In this dissertation, I introduce the challenges of wireless power transmission to fully integrated systems on CMOS technology and present two types of RF power receiver systems for near-field and far-field electromagnetic region. I propose a comprehensive optimization algorithm for maximizing the power transfer efficiency and choosing the optimum frequency for wireless power transmission.

Next, I present the world's most power-efficient wireless transceiver with an integrated wireless power delivery system. I demonstrate a fully on-chip operation and utilize two sets of loop and dipole antenna for wireless power delivery and data communication, respectively.

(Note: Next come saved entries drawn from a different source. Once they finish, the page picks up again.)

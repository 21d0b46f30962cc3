//! E-mail delivery over SMTP.

use std::sync::Arc;

use async_trait::async_trait;
use lettre::address::Envelope;
use lettre::transport::smtp::authentication::Credentials;
use lettre::{Address, AsyncSmtpTransport, AsyncTransport, Tokio1Executor};

use keywatch_types::OutputMessage;

use super::{render_batch, Notifier, EMAIL_MARKUP, MAX_SEND_TIMEOUT};
use crate::AdapterError;

const MIME_HEADERS: &str = "MIME-version: 1.0;\nContent-Type: text/html; charset=\"UTF-8\";\n\n";

/// Hands a fully formatted message to a mail server.
#[async_trait]
pub trait MailSender: Send + Sync {
    async fn send(&self, from: &str, to: &str, email: &[u8]) -> Result<(), AdapterError>;
}

/// [`MailSender`] on an authenticated STARTTLS connection.
pub struct LettreMailer {
    transport: AsyncSmtpTransport<Tokio1Executor>,
}

impl LettreMailer {
    pub fn new(
        host: &str,
        port: u16,
        username: impl Into<String>,
        password: impl Into<String>,
    ) -> Result<Self, AdapterError> {
        let transport = AsyncSmtpTransport::<Tokio1Executor>::starttls_relay(host)
            .map_err(|err| AdapterError::Mail(err.to_string()))?
            .port(port)
            .credentials(Credentials::new(username.into(), password.into()))
            .timeout(Some(MAX_SEND_TIMEOUT))
            .build();

        Ok(Self { transport })
    }
}

#[async_trait]
impl MailSender for LettreMailer {
    async fn send(&self, from: &str, to: &str, email: &[u8]) -> Result<(), AdapterError> {
        let from: Address = from
            .parse()
            .map_err(|err| AdapterError::Mail(format!("sender {from:?}: {err}")))?;
        let to: Address = to
            .parse()
            .map_err(|err| AdapterError::Mail(format!("recipient {to:?}: {err}")))?;
        let envelope = Envelope::new(Some(from), vec![to])
            .map_err(|err| AdapterError::Mail(err.to_string()))?;

        self.transport
            .send_raw(&envelope, email)
            .await
            .map_err(|err| AdapterError::Mail(err.to_string()))?;
        Ok(())
    }
}

/// Sends each batch as one HTML e-mail.
pub struct SmtpNotifier {
    sender: Arc<dyn MailSender>,
    from: String,
    to: String,
}

impl SmtpNotifier {
    pub fn new(sender: Arc<dyn MailSender>, from: impl Into<String>, to: impl Into<String>) -> Self {
        Self {
            sender,
            from: from.into(),
            to: to.into(),
        }
    }

    /// Authenticates as `from` on `host:port`.
    pub fn with_server(
        host: &str,
        port: u16,
        from: impl Into<String>,
        password: impl Into<String>,
        to: impl Into<String>,
    ) -> Result<Self, AdapterError> {
        let from = from.into();
        let mailer = LettreMailer::new(host, port, from.clone(), password)?;
        Ok(Self::new(Arc::new(mailer), from, to))
    }
}

fn format_email(title: &str, body: &str) -> String {
    format!(
        "Subject: {title} \n{MIME_HEADERS}\n\n\
         <!DOCTYPE html>\n\
         <html lang=\"en\">\n\
         <body>\n   {body}\n</body>\n</html>\n"
    )
}

#[async_trait]
impl Notifier for SmtpNotifier {
    fn name(&self) -> &str {
        "smtp"
    }

    async fn output_messages(&self, messages: &[OutputMessage]) -> Result<(), AdapterError> {
        tracing::debug!(notifier = "smtp", num_messages = messages.len(), "sending messages");
        let Some(batch) = render_batch(messages, EMAIL_MARKUP) else {
            return Ok(());
        };

        let email = format_email(&batch.title, &batch.body);
        self.sender.send(&self.from, &self.to, email.as_bytes()).await?;

        tracing::debug!(notifier = "smtp", to = %self.to, "sent notification");
        Ok(())
    }
}

#[cfg(test)]
mod tests {
    use super::*;
    use crate::notifiers::tests::sample_batch;
    use keywatch_types::Severity;
    use std::sync::Mutex;

    #[derive(Debug, Clone, PartialEq)]
    struct SentMail {
        from: String,
        to: String,
        email: String,
    }

    #[derive(Default)]
    struct StubSender {
        fail: bool,
        sent: Mutex<Vec<SentMail>>,
    }

    #[async_trait]
    impl MailSender for StubSender {
        async fn send(&self, from: &str, to: &str, email: &[u8]) -> Result<(), AdapterError> {
            if self.fail {
                return Err(AdapterError::Mail("535 authentication failed".to_string()));
            }
            self.sent.lock().unwrap().push(SentMail {
                from: from.to_string(),
                to: to.to_string(),
                email: String::from_utf8(email.to_vec()).unwrap(),
            });
            Ok(())
        }
    }

    #[tokio::test]
    async fn empty_batch_sends_nothing() {
        let sender = Arc::new(StubSender::default());
        let notifier = SmtpNotifier::new(sender.clone(), "from@example.com", "to@example.com");

        notifier.output_messages(&[]).await.unwrap();

        assert!(sender.sent.lock().unwrap().is_empty());
    }

    #[tokio::test]
    async fn sends_html_email() {
        let sender = Arc::new(StubSender::default());
        let notifier = SmtpNotifier::new(sender.clone(), "from@example.com", "to@example.com");

        notifier
            .output_messages(&sample_batch(Severity::Info))
            .await
            .unwrap();

        let expected = "Subject: ⓘ Info for executor \n\
MIME-version: 1.0;\n\
Content-Type: text/html; charset=\"UTF-8\";\n\
\n\
\n\
\n\
<!DOCTYPE html>\n\
<html lang=\"en\">\n\
<body>\n   \
✅ info1 <b><a href=\"https://examples.com/info3\">info3</a></b>: problem1\n\
\n\
<br>✅ info10 \n\
\n\
<br>✅  <b>info20</b>\n\
\n\
<br>\n\
</body>\n\
</html>\n";

        let sent = sender.sent.lock().unwrap();
        assert_eq!(
            *sent,
            vec![SentMail {
                from: "from@example.com".to_string(),
                to: "to@example.com".to_string(),
                email: expected.to_string(),
            }]
        );
    }

    #[tokio::test]
    async fn subject_follows_most_severe_message() {
        let sender = Arc::new(StubSender::default());
        let notifier = SmtpNotifier::new(sender.clone(), "from@example.com", "to@example.com");

        notifier
            .output_messages(&sample_batch(Severity::Error))
            .await
            .unwrap();

        let sent = sender.sent.lock().unwrap();
        assert!(sent[0]
            .email
            .starts_with("Subject: 🚨 Problems occurred on executor \n"));
        assert!(sent[0].email.contains("<br>🚨  <b>info20</b>\n\n<br>"));
    }

    #[tokio::test]
    async fn send_error_is_returned() {
        let sender = Arc::new(StubSender {
            fail: true,
            ..Default::default()
        });
        let notifier = SmtpNotifier::new(sender, "from@example.com", "to@example.com");

        let err = notifier
            .output_messages(&sample_batch(Severity::Warning))
            .await
            .unwrap_err();

        assert!(matches!(err, AdapterError::Mail(_)));
    }

    #[tokio::test]
    async fn invalid_recipient_is_rejected_before_connecting() {
        let mailer = LettreMailer::new("127.0.0.1", 1, "from@example.com", "pass").unwrap();

        let err = mailer
            .send("from@example.com", "not an address", b"Subject: x\n\n")
            .await
            .unwrap_err();

        assert!(matches!(err, AdapterError::Mail(msg) if msg.contains("recipient")));
    }
}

I will explain how we achieve a 150 Mbps uplink communication data rate under a stringent power budget by introducing a power management technique.

I will then, discuss the opportunities offered by this platform to enhance next-generation IoT and medical devices. In particular, we tackle the limited operating range by forming a synchronized distributed sensor network built from fully on-chip integrated systems. Also, we address the power scarcity challenges in biomedical/environmental sensing by adopting extensive low-power design techniques.

This interdisciplinary research direction incorporates advancements such as applied physics, machine learning, healthcare, and wireless networking.